Task to carry out: Return every line from the records below in which the word "Debug" is found.

====================

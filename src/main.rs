use anyhow::Result;
use screentime::cli::run_cli;
use tracing::error;

#[tokio::main]
async fn main() -> Result<()> {
    run_cli().await.inspect_err(|e| {
        error!("Error running cli {e:?}");
    })?;
    Ok(())
}
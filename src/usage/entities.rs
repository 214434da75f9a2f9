use chrono::DateTime;
use chrono::Duration;
use chrono::Local;
use chrono::TimeZone;
use chrono::Utc;
use clap::ValueEnum;
use now::DateTimeNow;
use serde::Deserialize;
use serde::Serialize;

use std::sync::Arc;

/// Kind of transition an application went through.
#[derive(PartialEq, Eq, PartialOrd, Ord, Debug, Serialize, Deserialize, Clone, Copy, ValueEnum)]
#[serde(rename_all = "camelCase")]
pub enum UsageEventType {
    Foreground,
    Background,
    /// Anything the aggregation doesn't care about (screen on/off, configuration changes etc.)
    #[serde(other)]
    Other,
}

/// A single entry of the usage event log. Events are expected to arrive in chronological order.
#[derive(PartialEq, Eq, PartialOrd, Ord, Debug, Serialize, Deserialize, Clone)]
#[serde(rename_all = "camelCase")]
pub struct UsageEvent {
    #[serde(rename = "packageName")]
    pub application_id: Arc<str>,
    pub event_type: UsageEventType,
    #[serde(with = "chrono::serde::ts_milliseconds")]
    pub timestamp: DateTime<Utc>,
}

impl UsageEvent {
    pub fn new(
        application_id: impl Into<Arc<str>>,
        event_type: UsageEventType,
        timestamp: DateTime<Utc>,
    ) -> Self {
        Self {
            application_id: application_id.into(),
            event_type,
            timestamp,
        }
    }
}

/// Half-open range `[start, end)` usage is computed over.
#[derive(PartialEq, Eq, Debug, Clone, Copy)]
pub struct UsageWindow {
    pub start: DateTime<Utc>,
    pub end: DateTime<Utc>,
}

impl UsageWindow {
    pub fn new(start: DateTime<Utc>, end: DateTime<Utc>) -> Self {
        Self { start, end }
    }

    /// From the beginning of the local day containing `now` up to `now`.
    pub fn today(now: DateTime<Utc>) -> Self {
        Self::since_day_start(now, &Local)
    }

    pub fn since_day_start<Tz: TimeZone>(now: DateTime<Utc>, tz: &Tz) -> Self {
        let start = now.with_timezone(tz).beginning_of_day().with_timezone(&Utc);
        Self { start, end: now }
    }

    pub fn duration(&self) -> Duration {
        self.end - self.start
    }

    pub fn contains(&self, moment: DateTime<Utc>) -> bool {
        self.start <= moment && moment < self.end
    }
}

/// Usage of one application over a window, ready to be shown to a user.
#[derive(PartialEq, Eq, Debug, Serialize, Deserialize, Clone)]
pub struct AppUsage {
    #[serde(rename = "packageName")]
    pub application_id: Arc<str>,
    #[serde(rename = "appName")]
    pub display_name: String,
    #[serde(rename = "totalTimeInForeground", with = "duration_millis")]
    pub total_foreground: Duration,
}

mod duration_millis {
    use chrono::Duration;
    use serde::{self, Deserialize, Deserializer, Serializer};

    pub fn serialize<S>(duration: &Duration, serializer: S) -> Result<S::Ok, S::Error>
    where
        S: Serializer,
    {
        serializer.serialize_i64(duration.num_milliseconds())
    }

    pub fn deserialize<'de, D>(deserializer: D) -> Result<Duration, D::Error>
    where
        D: Deserializer<'de>,
    {
        let ms = i64::deserialize(deserializer)?;
        Ok(Duration::milliseconds(ms))
    }
}
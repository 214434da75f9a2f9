use std::{path::Path, sync::LazyLock};

use anyhow::Result;
use tracing::level_filters::LevelFilter;
use tracing_appender::rolling::Rotation;
use tracing_subscriber::fmt::{format::FmtSpan, writer::MakeWriterExt};

pub const CLI_PREFIX: &str = "cli";
pub const CHANNEL_PREFIX: &str = "channel";

/// Sends logs into daily rotated files under `application_data_path/logs`, and into stderr when
/// `show_console` is set. stdout is left alone, it carries `--json` output and channel responses.
pub fn enable_logging(
    prefix: &str,
    application_data_path: &Path,
    log_level: Option<LevelFilter>,
    show_console: bool,
) -> Result<()> {
    let appender = tracing_appender::rolling::Builder::new()
        .rotation(Rotation::DAILY)
        .max_log_files(5)
        .filename_prefix(prefix)
        .build(application_data_path.join("logs"))?;

    let console = std::io::stderr.with_filter(move |_| show_console);

    let directive = log_directive(log_level, std::env::var("RUST_LOG").ok());

    tracing_subscriber::fmt()
        .with_env_filter(tracing_subscriber::EnvFilter::new(directive))
        .with_span_events(FmtSpan::CLOSE)
        .with_writer(console.and(appender))
        .pretty()
        .init();
    Ok(())
}

/// Filter directive scoped to this crate. Explicit level wins over $RUST_LOG, `info` otherwise.
fn log_directive(log_level: Option<LevelFilter>, env_level: Option<String>) -> String {
    let level = log_level
        .map(|v| v.to_string().to_lowercase())
        .or(env_level)
        .unwrap_or_else(|| "info".into());
    format!("{}={level}", env!("CARGO_PKG_NAME").replace("-", "_"))
}

pub static TEST_LOGGING: LazyLock<()> = LazyLock::new(|| {
    tracing_subscriber::fmt()
        .with_max_level(LevelFilter::TRACE)
        .with_test_writer()
        .pretty()
        .init()
});
//! # Polargraph Supervisor
//!
//! Job-streaming service sitting between a designer UI and the device: it
//! batches a full point list into fixed-size chunks, submits them to the
//! device's `/api/path`, and exposes its own REST surface for job control
//! (spec §4.6, §6.2).

#[global_allocator]
static GLOBAL: mimalloc::MiMalloc = mimalloc::MiMalloc;

use std::sync::atomic::AtomicU64;
use std::sync::Arc;
use std::time::Duration;

use anyhow::Result;
use clap::Parser;
use parking_lot::Mutex;
use tracing::info;

mod api;
mod batch;
mod client;
mod job;
mod poller;
mod runner;

use api::AppState;
use client::DeviceClient;

/// Submitting a chunk carries a seconds-scale timeout; status polling uses
/// its own shorter one so a slow device never blocks submission (spec §5
/// "Timeouts").
const SUBMIT_TIMEOUT: Duration = Duration::from_secs(10);
const POLL_TIMEOUT: Duration = Duration::from_secs(3);
const DEFAULT_POLL_INTERVAL: Duration = Duration::from_secs(3);

#[derive(Parser, Debug)]
#[command(author, version, about, long_about = None)]
struct Cli {
    /// Base URL of the device this supervisor streams jobs to.
    #[arg(long, default_value = "http://127.0.0.1:8080")]
    device_url: String,

    /// Port this supervisor's own API listens on.
    #[arg(short, long, default_value_t = 8090)]
    port: u16,

    /// Address this supervisor's own API binds to.
    #[arg(long, default_value = "0.0.0.0")]
    bind_addr: String,

    /// Number of points per `/api/path` submission.
    #[arg(long, default_value_t = batch::DEFAULT_BATCH_SIZE)]
    batch_size: usize,

    /// Interval, in seconds, between device status polls.
    #[arg(long, default_value_t = 3)]
    poll_interval_secs: u64,
}

#[actix_rt::main]
async fn main() -> Result<()> {
    tracing_subscriber::fmt::init();

    let cli = Cli::parse();
    info!("supervisor streaming to device at {}", cli.device_url);

    let submit_client = reqwest::Client::builder().timeout(SUBMIT_TIMEOUT).build()?;
    let poll_client = reqwest::Client::builder().timeout(POLL_TIMEOUT).build()?;
    let device = DeviceClient::new(cli.device_url.clone(), submit_client, poll_client);

    let job_slot = Arc::new(Mutex::new(None));

    let poller_slot = job_slot.clone();
    let poller_device = device.clone();
    let poll_interval = if cli.poll_interval_secs == 0 {
        DEFAULT_POLL_INTERVAL
    } else {
        Duration::from_secs(cli.poll_interval_secs)
    };
    tokio::spawn(poller::run_poller(poller_slot, poller_device, poll_interval));

    let app_state = AppState {
        job: job_slot,
        device,
        next_job_id: Arc::new(AtomicU64::new(1)),
        batch_size: cli.batch_size,
    };
    let api_server = api::start_api_server(&cli.bind_addr, cli.port, app_state)?;

    tokio::select! {
        _ = api_server => {
            info!("supervisor API server shut down.");
        }
        _ = tokio::signal::ctrl_c() => {
            info!("shutdown signal received. exiting.");
        }
    }

    Ok(())
}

====================

Response box:
#[derive(PartialEq, Eq, PartialOrd, Ord, Debug, Serialize, Deserialize, Clone, Copy, ValueEnum)]
#[derive(PartialEq, Eq, PartialOrd, Ord, Debug, Serialize, Deserialize, Clone)]
#[derive(PartialEq, Eq, Debug, Clone, Copy)]
#[derive(PartialEq, Eq, Debug, Serialize, Deserialize, Clone)]
#[derive(Parser, Debug)]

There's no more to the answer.